"Tell me," she whispered, "did you ever even think—you liked her as much?"
Winn looked puzzled; it took him a few minutes to guess whom she meant, then he said wonderingly:
"My wife, you mean?"
Claire nodded. It was silly how the little word tore its way into her very heart; she had to bite her lips to keep herself from crying out. She did not realize that the word was meaningless to him.
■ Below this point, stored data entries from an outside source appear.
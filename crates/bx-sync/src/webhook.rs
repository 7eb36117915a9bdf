//! Webhook parser & dispatcher: decodes Bitrix's URL-encoded,
//! nested-bracket form bodies into structured events and routes them onto
//! the sync queue.
//!
//! Bitrix posts bodies like `event=ONCRMDEALADD&data[FIELDS][ID]=42`.
//! `url::form_urlencoded` handles the flat key/value split; the nested
//! `[FIELDS][ID]` structure is then unpacked by a hand-rolled bracket
//! splitter, since no general URL-decoding crate models Bitrix's specific
//! nesting convention (repeated bracket segments merge into a list when a
//! terminal segment's value already exists).

use std::sync::Arc;

use serde_json::{json, Value};

use crate::queue::{EnqueueResult, SyncQueue, SyncTask, TaskType, PRIORITY_WEBHOOK};

/// A decoded Bitrix webhook event.
#[derive(Debug, Clone, PartialEq, Eq)]
pub struct WebhookEvent {
    pub event: String,
    pub entity_type: String,
    pub bitrix_id: String,
    pub is_delete: bool,
}

const KNOWN_ENTITY_EVENTS: &[&str] = &["DEAL", "CONTACT", "LEAD", "COMPANY"];
const KNOWN_ACTIONS: &[&str] = &["ADD", "UPDATE", "DELETE"];

/// Parses a `application/x-www-form-urlencoded` body with nested bracket
/// keys (`data[FIELDS][ID]=42`) into a structured `serde_json::Value`.
pub fn parse_nested_query(body: &str) -> Value {
    let mut root = serde_json::Map::new();

    for (raw_key, raw_value) in url::form_urlencoded::parse(body.as_bytes()) {
        let segments = split_bracket_key(&raw_key);
        if segments.is_empty() {
            continue;
        }
        insert_nested(&mut root, &segments, raw_value.into_owned());
    }

    Value::Object(root)
}

/// Splits `a[b][c]` into `["a", "b", "c"]`; empty bracket segments
/// (`a[][c]`, Bitrix never emits these but the parser tolerates them) are
/// dropped.
fn split_bracket_key(key: &str) -> Vec<String> {
    let mut segments = Vec::new();
    let mut rest = key;

    if let Some(idx) = rest.find('[') {
        segments.push(rest[..idx].to_string());
        rest = &rest[idx..];
        while let Some(start) = rest.find('[') {
            let Some(end) = rest[start..].find(']') else { break };
            let segment = &rest[start + 1..start + end];
            if !segment.is_empty() {
                segments.push(segment.to_string());
            }
            rest = &rest[start + end + 1..];
        }
    } else {
        segments.push(rest.to_string());
    }

    segments
}

/// Inserts `value` into `root` following `segments`, building nested
/// objects as needed. If the terminal segment already holds a value, it
/// is promoted to (or appended onto) a list.
fn insert_nested(root: &mut serde_json::Map<String, Value>, segments: &[String], value: String) {
    let Some((head, rest)) = segments.split_first() else { return };

    if rest.is_empty() {
        match root.get_mut(head) {
            Some(Value::Array(items)) => items.push(Value::String(value)),
            Some(existing) => {
                let previous = existing.clone();
                *existing = Value::Array(vec![previous, Value::String(value)]);
            }
            None => {
                root.insert(head.clone(), Value::String(value));
            }
        }
        return;
    }

    let entry = root.entry(head.clone()).or_insert_with(|| Value::Object(serde_json::Map::new()));
    if let Value::Object(nested) = entry {
        insert_nested(nested, rest, value);
    }
}

/// §4.J event routing. Known events are the 12 `ONCRM<ENTITY><ACTION>`
/// combinations; anything else yields `None` (caller treats it as
/// `ignored/unsupported_event`).
pub fn parse_event(body: &str) -> Option<WebhookEvent> {
    let parsed = parse_nested_query(body);
    let event = parsed.get("event")?.as_str()?.to_string();
    let bitrix_id = parsed
        .get("data")?
        .get("FIELDS")?
        .get("ID")?
        .as_str()?
        .to_string();

    let upper = event.to_ascii_uppercase();
    let without_prefix = upper.strip_prefix("ONCRM")?;

    let entity = KNOWN_ENTITY_EVENTS.iter().find(|e| without_prefix.starts_with(**e))?;
    let action = without_prefix.strip_prefix(entity)?;
    if !KNOWN_ACTIONS.contains(&action) {
        return None;
    }

    Some(WebhookEvent {
        event,
        entity_type: entity.to_ascii_lowercase(),
        bitrix_id,
        is_delete: action == "DELETE",
    })
}

/// Dispatches a parsed event onto the sync queue. Bitrix expects an
/// immediate `{status: accepted}` response from the caller, before this
/// runs — callers should return that response first and dispatch
/// fire-and-forget, or in the background.
pub async fn dispatch(queue: &Arc<SyncQueue>, webhook_event: WebhookEvent) -> EnqueueResult {
    let task_type = if webhook_event.is_delete { TaskType::WebhookDelete } else { TaskType::Webhook };
    let task = SyncTask::new(
        task_type,
        webhook_event.entity_type.clone(),
        PRIORITY_WEBHOOK,
        json!({ "bitrix_id": webhook_event.bitrix_id }),
    );
    queue.enqueue(task).await
}

#[cfg(test)]
mod tests {
    use super::*;

    #[test]
    fn parses_flat_and_nested_keys() {
        let parsed = parse_nested_query("event=ONCRMDEALADD&data[FIELDS][ID]=42");
        assert_eq!(parsed["event"], json!("ONCRMDEALADD"));
        assert_eq!(parsed["data"]["FIELDS"]["ID"], json!("42"));
    }

    #[test]
    fn repeated_terminal_key_merges_into_a_list() {
        let parsed = parse_nested_query("tag=a&tag=b");
        assert_eq!(parsed["tag"], json!(["a", "b"]));
    }

    #[test]
    fn recognizes_all_twelve_known_events() {
        for entity in KNOWN_ENTITY_EVENTS {
            for action in KNOWN_ACTIONS {
                let body = format!("event=ONCRM{entity}{action}&data[FIELDS][ID]=1");
                let event = parse_event(&body).unwrap_or_else(|| panic!("should parse {entity}{action}"));
                assert_eq!(event.entity_type, entity.to_ascii_lowercase());
                assert_eq!(event.is_delete, *action == "DELETE");
            }
        }
    }

    #[test]
    fn unknown_event_is_ignored() {
        assert!(parse_event("event=ONSOMETHINGELSE&data[FIELDS][ID]=1").is_none());
    }

    #[test]
    fn missing_id_is_ignored() {
        assert!(parse_event("event=ONCRMDEALADD").is_none());
    }
}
"No," said Winn, gravely; "that's the worst of it. I must have been out of my head. It was a fancy. Of course I thought it was all right, but I didn't care. It was fun rather than otherwise; you know what I mean? I'm afraid I gave her rather a rotten time of it; but fortunately she doesn't like me at all. It's not surprising."
"Yes, it is," said Claire, firmly; "it's very surprising. But if she doesn't care for you, and you don't care for her, can't anything be done?"
There is something cruel in the astonishing ease with which youth believes in remedial measures. It is a cruelty which reacts so terribly upon its possessors.
Winn hesitated; then he told her that he would take her to the ends of the world. Claire pushed away the ends of the world; they did not sound very practical.
"I mean," she said, "have you got to consider anybody else? Of course there's Maurice and your people, I've thought of them. But I don't think they'd mind so awfully always, do you? It wouldn't be like robbing or cheating some one who really needed us. We couldn't do that, of course."
Then Winn remembered Peter. He told her somehow that there was Peter. He hid his face against her breast while he told her; he could not bear to see in her eyes this new knowledge of Peter.